→ Activity:
Look through the records below for the line with "use crate::transport::TransportError;". Return that line and each one after it up to and including the line with "pub enum TokenError", exactly.

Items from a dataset
+++
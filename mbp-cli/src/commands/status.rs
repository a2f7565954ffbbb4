//! `mbp status`

use anyhow::Result;
use chrono::Utc;
use mbp_core::IdentityDecoder;

use crate::commands::token_store;
use crate::config::ConfigLoader;

pub fn run() -> Result<()> {
    let config = ConfigLoader::load()?;
    let store = token_store(&config)?;

    let token = match store.get() {
        Ok(Some(token)) => token,
        Ok(None) => {
            println!("Not logged in");
            return Ok(());
        }
        Err(e) => {
            println!("Not logged in (token storage unavailable: {})", e);
            return Ok(());
        }
    };

    let identity = match IdentityDecoder::decode(token.expose_secret()) {
        Ok(identity) => identity,
        Err(e) => {
            println!("Not logged in (stored token is unusable: {})", e);
            println!("  Run `mbp login` to replace it");
            return Ok(());
        }
    };

    println!("Logged in");
    println!("  User id: {}", identity.id);
    if let Some(email) = &identity.email {
        println!("  Email:   {}", email);
    }
    if let Some(name) = &identity.name {
        println!("  Name:    {}", name);
    }
    if let Some(role) = &identity.role {
        println!("  Role:    {}", role);
    }
    if let Some(expires_at) = identity.expires_at {
        let note = if identity.is_expired(Utc::now()) {
            " (expired)"
        } else {
            ""
        };
        println!("  Expires: {}{}", expires_at.to_rfc3339(), note);
    }
    println!("  Storage: {}", store.location());
    Ok(())
}
//! File-backed token store under the XDG data directory

use std::fs;
use std::io::{ErrorKind, Write};
use std::path::{Path, PathBuf};

use tracing::debug;

use super::{SessionToken, TokenStore, storage_key};
use crate::error::StorageError;

/// Stores the token in a single file named `<app-prefix>_token`.
#[derive(Debug, Clone)]
pub struct FileTokenStore {
    path: PathBuf,
}

impl FileTokenStore {
    /// Store the token in `dir/<app_prefix>_token`.
    pub fn new(dir: impl AsRef<Path>, app_prefix: &str) -> Self {
        Self {
            path: dir.as_ref().join(storage_key(app_prefix)),
        }
    }

    /// Store the token in the mbp data directory.
    pub fn in_data_dir(app_prefix: &str) -> Self {
        Self::new(mbp_paths::data_dir(), app_prefix)
    }

    /// Path of the token file.
    pub fn path(&self) -> &Path {
        &self.path
    }

    fn io_error(&self, source: std::io::Error) -> StorageError {
        StorageError::Io {
            path: self.path.clone(),
            source,
        }
    }
}

impl TokenStore for FileTokenStore {
    fn get(&self) -> Result<Option<SessionToken>, StorageError> {
        match fs::read_to_string(&self.path) {
            Ok(contents) => {
                let token = contents.trim();
                if token.is_empty() {
                    Ok(None)
                } else {
                    Ok(Some(SessionToken::new(token)))
                }
            }
            Err(e) if e.kind() == ErrorKind::NotFound => Ok(None),
            Err(e) => Err(self.io_error(e)),
        }
    }

    fn set(&self, token: &SessionToken) -> Result<(), StorageError> {
        if let Some(parent) = self.path.parent() {
            fs::create_dir_all(parent).map_err(|e| self.io_error(e))?;
        }

        let mut options = fs::OpenOptions::new();
        options.write(true).create(true).truncate(true);
        #[cfg(unix)]
        {
            use std::os::unix::fs::OpenOptionsExt;
            options.mode(0o600);
        }

        let mut file = options.open(&self.path).map_err(|e| self.io_error(e))?;
        file.write_all(token.expose_secret().as_bytes())
            .map_err(|e| self.io_error(e))?;
        debug!(path = %self.path.display(), "persisted session token");
        Ok(())
    }

    fn clear(&self) -> Result<(), StorageError> {
        match fs::remove_file(&self.path) {
            Ok(()) => {
                debug!(path = %self.path.display(), "removed persisted session token");
                Ok(())
            }
            Err(e) if e.kind() == ErrorKind::NotFound => Ok(()),
            Err(e) => Err(self.io_error(e)),
        }
    }

    fn location(&self) -> String {
        self.path.display().to_string()
    }
}

#[cfg(test)]
mod tests {
    use super::*;
    use tempfile::TempDir;

    #[test]
    fn file_store_uses_prefixed_file_name() {
        let store = FileTokenStore::new("/tmp/mbp", "mbp");
        assert_eq!(store.path(), Path::new("/tmp/mbp/mbp_token"));
    }

    #[test]
    fn file_store_missing_file_reads_as_absent() {
        let dir = TempDir::new().unwrap();
        let store = FileTokenStore::new(dir.path(), "mbp");
        assert!(store.get().unwrap().is_none());
    }

    #[test]
    fn file_store_set_creates_parent_directories() {
        let dir = TempDir::new().unwrap();
        let store = FileTokenStore::new(dir.path().join("nested").join("deep"), "mbp");

        store.set(&SessionToken::new("abc.def.ghi")).unwrap();

        assert!(store.path().exists());
        assert_eq!(store.get().unwrap().unwrap().expose_secret(), "abc.def.ghi");
    }

    #[test]
    fn file_store_set_overwrites_previous_token() {
        let dir = TempDir::new().unwrap();
        let store = FileTokenStore::new(dir.path(), "mbp");

        store.set(&SessionToken::new("a-much-longer-first-token")).unwrap();
        store.set(&SessionToken::new("short")).unwrap();

        assert_eq!(store.get().unwrap().unwrap().expose_secret(), "short");
    }

    #[test]
    fn file_store_trims_whitespace_and_treats_blank_as_absent() {
        let dir = TempDir::new().unwrap();
        let store = FileTokenStore::new(dir.path(), "mbp");

        fs::write(store.path(), "  tok\n").unwrap();
        assert_eq!(store.get().unwrap().unwrap().expose_secret(), "tok");

        fs::write(store.path(), "\n").unwrap();
        assert!(store.get().unwrap().is_none());
    }

    #[test]
    fn file_store_clear_removes_file_and_tolerates_missing() {
        let dir = TempDir::new().unwrap();
        let store = FileTokenStore::new(dir.path(), "mbp");

        store.set(&SessionToken::new("tok")).unwrap();
        store.clear().unwrap();
        assert!(!store.path().exists());

        store.clear().unwrap();
    }

    #[cfg(unix)]
    #[test]
    fn file_store_token_file_is_private() {
        use std::os::unix::fs::PermissionsExt;

        let dir = TempDir::new().unwrap();
        let store = FileTokenStore::new(dir.path(), "mbp");
        store.set(&SessionToken::new("tok")).unwrap();

        let mode = fs::metadata(store.path()).unwrap().permissions().mode();
        assert_eq!(mode & 0o777, 0o600);
    }

    #[test]
    fn file_store_read_error_surfaces_path() {
        let dir = TempDir::new().unwrap();
        // A directory where the token file should be makes reads fail.
        let store = FileTokenStore::new(dir.path(), "mbp");
        fs::create_dir_all(store.path()).unwrap();

        let err = store.get().unwrap_err();
        assert!(matches!(err, StorageError::Io { .. }));
        assert!(err.to_string().contains("mbp_token"));
    }
}
//! System keyring token store.
//!
//! The token is stored as a keyring password with the app prefix as service
//! name and `<app-prefix>_token` as the entry name.

use tracing::debug;

use super::{SessionToken, TokenStore, storage_key};
use crate::error::StorageError;

/// Token store backed by the platform keyring.
pub struct KeyringTokenStore {
    service: String,
    key: String,
    entry: keyring::Entry,
}

impl KeyringTokenStore {
    /// Open the keyring entry for `app_prefix`.
    ///
    /// # Errors
    ///
    /// Returns `StorageError::Keyring` if the platform keyring cannot create
    /// the entry (for example when no secret service is running).
    pub fn new(app_prefix: &str) -> Result<Self, StorageError> {
        let key = storage_key(app_prefix);
        let entry = keyring::Entry::new(app_prefix, &key)
            .map_err(|e| StorageError::Keyring(e.to_string()))?;
        Ok(Self {
            service: app_prefix.to_string(),
            key,
            entry,
        })
    }
}

impl std::fmt::Debug for KeyringTokenStore {
    fn fmt(&self, f: &mut std::fmt::Formatter<'_>) -> std::fmt::Result {
        f.debug_struct("KeyringTokenStore")
            .field("service", &self.service)
            .field("key", &self.key)
            .finish_non_exhaustive()
    }
}

impl TokenStore for KeyringTokenStore {
    fn get(&self) -> Result<Option<SessionToken>, StorageError> {
        match self.entry.get_password() {
            Ok(token) => Ok(Some(SessionToken::new(token))),
            Err(keyring::Error::NoEntry) => Ok(None),
            Err(e) => Err(StorageError::Keyring(e.to_string())),
        }
    }

    fn set(&self, token: &SessionToken) -> Result<(), StorageError> {
        self.entry
            .set_password(token.expose_secret())
            .map_err(|e| StorageError::Keyring(e.to_string()))?;
        debug!(service = %self.service, key = %self.key, "stored session token in keyring");
        Ok(())
    }

    fn clear(&self) -> Result<(), StorageError> {
        match self.entry.delete_credential() {
            Ok(()) | Err(keyring::Error::NoEntry) => Ok(()),
            Err(e) => Err(StorageError::Keyring(e.to_string())),
        }
    }

    fn location(&self) -> String {
        format!("keyring:{}/{}", self.service, self.key)
    }
}
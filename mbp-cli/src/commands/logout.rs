//! `mbp logout`

use anyhow::{Context, Result};
use tracing::{debug, warn};

use crate::commands::session;
use crate::config::ConfigLoader;

pub async fn run() -> Result<()> {
    let config = ConfigLoader::load()?;
    let session = session(&config)?;

    let Some(identity) = session.initialize() else {
        session.logout().await.context("Failed to clear stored token")?;
        println!("Not logged in");
        return Ok(());
    };

    // Tell the server first, while the token is still attached to requests.
    match session.transport().post("auth/logout").await {
        Ok(_) => debug!(user_id = identity.id, "server session ended"),
        Err(e) => warn!(error = %e, "server logout failed; clearing local session anyway"),
    }

    session.logout().await.context("Failed to clear stored token")?;
    println!("Logged out user {}", identity.id);
    Ok(())
}
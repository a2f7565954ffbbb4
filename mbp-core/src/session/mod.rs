//! Session lifecycle: restore, login, logout and teardown.

mod context;
mod manager;

pub use context::{
    DEFAULT_API_BASE_URL, DEFAULT_APP_PREFIX, DEFAULT_ROOT_HOST_URL, SessionConfig, SessionContext,
};
pub use manager::SessionManager;
//! Message listener registry
//!
//! Listeners are registered once per channel and survive stop/start cycles.
//! Dispatch works on a snapshot of the table, so a listener may subscribe or
//! unsubscribe from inside its own callback without deadlocking.

use std::collections::BTreeMap;
use std::panic::AssertUnwindSafe;
use std::sync::{Arc, Mutex, PoisonError, Weak};

use tracing::warn;

use super::state::NotificationMessage;

/// Callback invoked for every message received on the channel.
pub type MessageListener = Arc<dyn Fn(&NotificationMessage) + Send + Sync>;

#[derive(Default)]
struct Table {
    next_id: u64,
    listeners: BTreeMap<u64, MessageListener>,
}

#[derive(Clone, Default)]
pub(crate) struct ListenerRegistry {
    table: Arc<Mutex<Table>>,
}

impl ListenerRegistry {
    pub(crate) fn subscribe(&self, listener: MessageListener) -> Subscription {
        let mut table = self.table.lock().unwrap_or_else(PoisonError::into_inner);
        let id = table.next_id;
        table.next_id += 1;
        table.listeners.insert(id, listener);

        Subscription {
            id,
            table: Arc::downgrade(&self.table),
            active: true,
        }
    }

    pub(crate) fn len(&self) -> usize {
        self.table
            .lock()
            .unwrap_or_else(PoisonError::into_inner)
            .listeners
            .len()
    }

    /// Deliver `message` to every listener in registration order.
    ///
    /// A panicking listener is logged and skipped; the rest still run.
    pub(crate) fn dispatch(&self, message: &NotificationMessage) {
        let snapshot: Vec<(u64, MessageListener)> = {
            let table = self.table.lock().unwrap_or_else(PoisonError::into_inner);
            table
                .listeners
                .iter()
                .map(|(id, listener)| (*id, Arc::clone(listener)))
                .collect()
        };

        for (id, listener) in snapshot {
            let result = std::panic::catch_unwind(AssertUnwindSafe(|| listener(message)));
            if result.is_err() {
                warn!(listener = id, event = %message.event, "message listener panicked");
            }
        }
    }
}

impl std::fmt::Debug for ListenerRegistry {
    fn fmt(&self, f: &mut std::fmt::Formatter<'_>) -> std::fmt::Result {
        f.debug_struct("ListenerRegistry")
            .field("listeners", &self.len())
            .finish()
    }
}

/// Handle to a registered listener.
///
/// Dropping the handle, or calling [`Subscription::unsubscribe`], removes the
/// listener. Call [`Subscription::detach`] to keep it for the lifetime of the
/// channel.
#[must_use = "dropping a Subscription removes the listener"]
#[derive(Debug)]
pub struct Subscription {
    id: u64,
    table: Weak<Mutex<Table>>,
    active: bool,
}

impl Subscription {
    pub fn unsubscribe(mut self) {
        self.remove();
    }

    /// Keep the listener registered after this handle is dropped.
    pub fn detach(mut self) {
        self.active = false;
    }

    fn remove(&mut self) {
        if !std::mem::replace(&mut self.active, false) {
            return;
        }
        if let Some(table) = self.table.upgrade() {
            table
                .lock()
                .unwrap_or_else(PoisonError::into_inner)
                .listeners
                .remove(&self.id);
        }
    }
}

impl Drop for Subscription {
    fn drop(&mut self) {
        self.remove();
    }
}
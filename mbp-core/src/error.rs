//! Error types for mbp-core

use std::path::PathBuf;

use thiserror::Error;

use crate::channel::ChannelError;
use crate::transport::TransportError;

/// Top-level error type for session operations
#[derive(Error, Debug)]
pub enum SessionError {
    #[error("Token error: {0}")]
    Token(#[from] TokenError),

    #[error("Storage error: {0}")]
    Storage(#[from] StorageError),

    #[error("Transport error: {0}")]
    Transport(#[from] TransportError),

    #[error("Channel error: {0}")]
    Channel(#[from] ChannelError),

    #[error("Invalid configuration: {0}")]
    Config(String),
}

/// Errors decoding a session token into an identity
#[derive(Error, Debug)]
pub enum TokenError {
    #[error("Malformed token: {0}")]
    Malformed(String),

    #[error("Token carries no usable user id claim")]
    MissingUserId,
}

impl From<jsonwebtoken::errors::Error> for TokenError {
    fn from(err: jsonwebtoken::errors::Error) -> Self {
        TokenError::Malformed(err.to_string())
    }
}

/// Errors from durable token storage
#[derive(Error, Debug)]
pub enum StorageError {
    #[error("Token storage unavailable: {0}")]
    Unavailable(String),

    #[error("I/O error on {path}: {source}")]
    Io {
        path: PathBuf,
        #[source]
        source: std::io::Error,
    },

    #[error("Keyring error: {0}")]
    Keyring(String),
}
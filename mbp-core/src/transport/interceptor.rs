//! Bearer-token request interceptor

use std::sync::OnceLock;

use reqwest::Request;
use reqwest::header::{AUTHORIZATION, HeaderValue};
use tracing::{debug, warn};

use crate::token::{SessionToken, TokenSupplier};

/// Attach `Authorization: Bearer <token>` to `request`.
///
/// The header is set, never appended, so applying this twice leaves exactly
/// one `Authorization` header. With no token the request is left as is.
pub fn authorize(mut request: Request, token: Option<&SessionToken>) -> Request {
    let Some(token) = token else {
        return request;
    };

    match HeaderValue::from_str(&token.bearer()) {
        Ok(mut value) => {
            value.set_sensitive(true);
            request.headers_mut().insert(AUTHORIZATION, value);
        }
        Err(_) => {
            warn!("session token is not a valid header value; sending request unauthenticated");
        }
    }
    request
}

/// Per-transport record of the installed auth hook.
///
/// Holds the token supplier once installed. Installing again is a no-op.
#[derive(Default)]
pub struct InterceptorRegistration {
    supplier: OnceLock<TokenSupplier>,
}

impl InterceptorRegistration {
    pub fn new() -> Self {
        Self::default()
    }

    /// Install the hook. Returns `true` only for the call that installed it.
    pub fn install_once(&self, supplier: TokenSupplier) -> bool {
        let installed = self.supplier.set(supplier).is_ok();
        if installed {
            debug!("auth interceptor installed");
        } else {
            debug!("auth interceptor already installed; ignoring");
        }
        installed
    }

    /// Whether the hook has been installed.
    pub fn is_installed(&self) -> bool {
        self.supplier.get().is_some()
    }

    /// Run the hook on an outgoing request, reading the token current now.
    pub fn apply(&self, request: Request) -> Request {
        match self.supplier.get() {
            Some(supplier) => authorize(request, supplier().as_ref()),
            None => request,
        }
    }
}

impl std::fmt::Debug for InterceptorRegistration {
    fn fmt(&self, f: &mut std::fmt::Formatter<'_>) -> std::fmt::Result {
        f.debug_struct("InterceptorRegistration")
            .field("installed", &self.is_installed())
            .finish()
    }
}
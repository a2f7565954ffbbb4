//! WebSocket hub connector

use std::collections::VecDeque;
use std::time::Duration;

use async_trait::async_trait;
use futures_util::{SinkExt, StreamExt};
use tokio::net::TcpStream;
use tokio::time::{Instant, Interval, MissedTickBehavior};
use tokio_tungstenite::tungstenite::Message;
use tokio_tungstenite::tungstenite::client::IntoClientRequest;
use tokio_tungstenite::tungstenite::http::HeaderValue;
use tokio_tungstenite::tungstenite::http::header::AUTHORIZATION;
use tokio_tungstenite::{MaybeTlsStream, WebSocketStream, connect_async};
use tracing::{debug, trace};

use super::connector::{HubConnection, HubConnector, HubEndpoint};
use super::error::ChannelError;
use super::protocol::{self, HubFrame};
use super::state::NotificationMessage;
use crate::token::SessionToken;

/// Default interval between client keep-alive pings.
pub const DEFAULT_KEEPALIVE: Duration = Duration::from_secs(15);

/// Default time allowed for the handshake response.
pub const DEFAULT_HANDSHAKE_TIMEOUT: Duration = Duration::from_secs(10);

type WsStream = WebSocketStream<MaybeTlsStream<TcpStream>>;

/// Connects straight over WebSockets, skipping transport negotiation.
///
/// The bearer token goes in the `Authorization` header of the upgrade request.
#[derive(Debug, Clone)]
pub struct WsHubConnector {
    keepalive: Duration,
    handshake_timeout: Duration,
}

impl Default for WsHubConnector {
    fn default() -> Self {
        Self {
            keepalive: DEFAULT_KEEPALIVE,
            handshake_timeout: DEFAULT_HANDSHAKE_TIMEOUT,
        }
    }
}

impl WsHubConnector {
    pub fn new() -> Self {
        Self::default()
    }

    pub fn with_keepalive(mut self, keepalive: Duration) -> Self {
        self.keepalive = keepalive;
        self
    }

    pub fn with_handshake_timeout(mut self, timeout: Duration) -> Self {
        self.handshake_timeout = timeout;
        self
    }
}

#[async_trait]
impl HubConnector for WsHubConnector {
    async fn connect(
        &self,
        endpoint: &HubEndpoint,
        token: Option<SessionToken>,
    ) -> Result<Box<dyn HubConnection>, ChannelError> {
        let url = endpoint.websocket_url()?;
        let mut request = url
            .as_str()
            .into_client_request()
            .map_err(|e| ChannelError::InvalidEndpoint(e.to_string()))?;

        if let Some(token) = token {
            let mut value = HeaderValue::from_str(&token.bearer())
                .map_err(|_| ChannelError::Connect("token is not a valid header value".into()))?;
            value.set_sensitive(true);
            request.headers_mut().insert(AUTHORIZATION, value);
        }

        debug!(url = %url, "opening notification hub connection");
        let (stream, _response) = connect_async(request)
            .await
            .map_err(|e| ChannelError::Connect(e.to_string()))?;

        let mut connection = WsHubConnection::new(stream, self.keepalive);
        tokio::time::timeout(self.handshake_timeout, connection.handshake())
            .await
            .map_err(|_| ChannelError::Handshake("timed out waiting for response".into()))??;

        debug!(user_id = endpoint.user_id(), "notification hub handshake complete");
        Ok(Box::new(connection))
    }
}

struct WsHubConnection {
    stream: WsStream,
    pending: VecDeque<String>,
    keepalive: Interval,
    closed: bool,
}

impl WsHubConnection {
    fn new(stream: WsStream, keepalive: Duration) -> Self {
        let mut keepalive = tokio::time::interval_at(Instant::now() + keepalive, keepalive);
        keepalive.set_missed_tick_behavior(MissedTickBehavior::Delay);
        Self {
            stream,
            pending: VecDeque::new(),
            keepalive,
            closed: false,
        }
    }

    async fn send_text(&mut self, text: String) -> Result<(), ChannelError> {
        self.stream
            .send(Message::Text(text.into()))
            .await
            .map_err(|e| ChannelError::Transport(e.to_string()))
    }

    /// Send the handshake and wait for its response.
    ///
    /// Frames that arrive in the same message as the response are kept for
    /// `recv`.
    async fn handshake(&mut self) -> Result<(), ChannelError> {
        self.send_text(protocol::handshake_request()).await?;

        loop {
            let message = match self.stream.next().await {
                Some(Ok(message)) => message,
                Some(Err(e)) => return Err(ChannelError::Transport(e.to_string())),
                None => {
                    return Err(ChannelError::Handshake(
                        "connection closed during handshake".into(),
                    ));
                }
            };

            let Message::Text(text) = message else {
                continue;
            };
            let mut frames = protocol::split_frames(text.as_str());
            let Some(response) = frames.next() else {
                continue;
            };
            protocol::parse_handshake_response(response)?;
            self.pending.extend(frames.map(str::to_string));
            return Ok(());
        }
    }

    /// Handle one buffered frame. `Some` ends the current `recv`.
    fn take_frame(
        &mut self,
        frame: &str,
    ) -> Option<Result<Option<NotificationMessage>, ChannelError>> {
        let frame = match protocol::parse_frame(frame) {
            Ok(frame) => frame,
            Err(e) => return Some(Err(e)),
        };
        match frame {
            HubFrame::Invocation { .. } => frame.into_message().map(|msg| Ok(Some(msg))),
            HubFrame::Ping => None,
            HubFrame::Other(kind) => {
                trace!(kind, "ignoring hub frame");
                None
            }
            HubFrame::Close { error } => {
                self.closed = true;
                Some(match error {
                    Some(error) => Err(ChannelError::Closed(error)),
                    None => Ok(None),
                })
            }
        }
    }
}

#[async_trait]
impl HubConnection for WsHubConnection {
    async fn recv(&mut self) -> Result<Option<NotificationMessage>, ChannelError> {
        loop {
            if self.closed {
                return Ok(None);
            }

            if let Some(frame) = self.pending.pop_front() {
                if let Some(outcome) = self.take_frame(&frame) {
                    return outcome;
                }
                continue;
            }

            tokio::select! {
                _ = self.keepalive.tick() => {
                    self.send_text(protocol::ping_frame()).await?;
                }
                next = self.stream.next() => match next {
                    Some(Ok(Message::Text(text))) => {
                        self.pending
                            .extend(protocol::split_frames(text.as_str()).map(str::to_string));
                    }
                    Some(Ok(Message::Close(_))) | None => {
                        self.closed = true;
                        return Ok(None);
                    }
                    Some(Ok(_)) => {}
                    Some(Err(e)) => return Err(ChannelError::Transport(e.to_string())),
                },
            }
        }
    }

    async fn close(&mut self) -> Result<(), ChannelError> {
        if self.closed {
            return Ok(());
        }
        self.closed = true;
        // Best effort: the server may already be gone.
        let _ = self.send_text(protocol::close_frame()).await;
        self.stream
            .close(None)
            .await
            .map_err(|e| ChannelError::Transport(e.to_string()))
    }
}

#[cfg(test)]
mod tests {
    use url::Url;

    use super::*;

    #[test]
    fn default_keepalive_is_fifteen_seconds() {
        let connector = WsHubConnector::default();
        assert_eq!(connector.keepalive, Duration::from_secs(15));
    }

    #[tokio::test]
    async fn connect_to_closed_port_fails() {
        let connector = WsHubConnector::new().with_handshake_timeout(Duration::from_secs(1));
        let endpoint = HubEndpoint::new(Url::parse("http://127.0.0.1:9").unwrap(), 1);
        let result = connector.connect(&endpoint, None).await;
        assert!(matches!(result, Err(ChannelError::Connect(_))));
    }
}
+++
→ Result for this task:
use crate::transport::TransportError;

/// Top-level error type for session operations
#[derive(Error, Debug)]
pub enum SessionError {
    #[error("Token error: {0}")]
    Token(#[from] TokenError),

    #[error("Storage error: {0}")]
    Storage(#[from] StorageError),

    #[error("Transport error: {0}")]
    Transport(#[from] TransportError),

    #[error("Channel error: {0}")]
    Channel(#[from] ChannelError),

    #[error("Invalid configuration: {0}")]
    Config(String),
}

/// Errors decoding a session token into an identity
#[derive(Error, Debug)]
pub enum TokenError {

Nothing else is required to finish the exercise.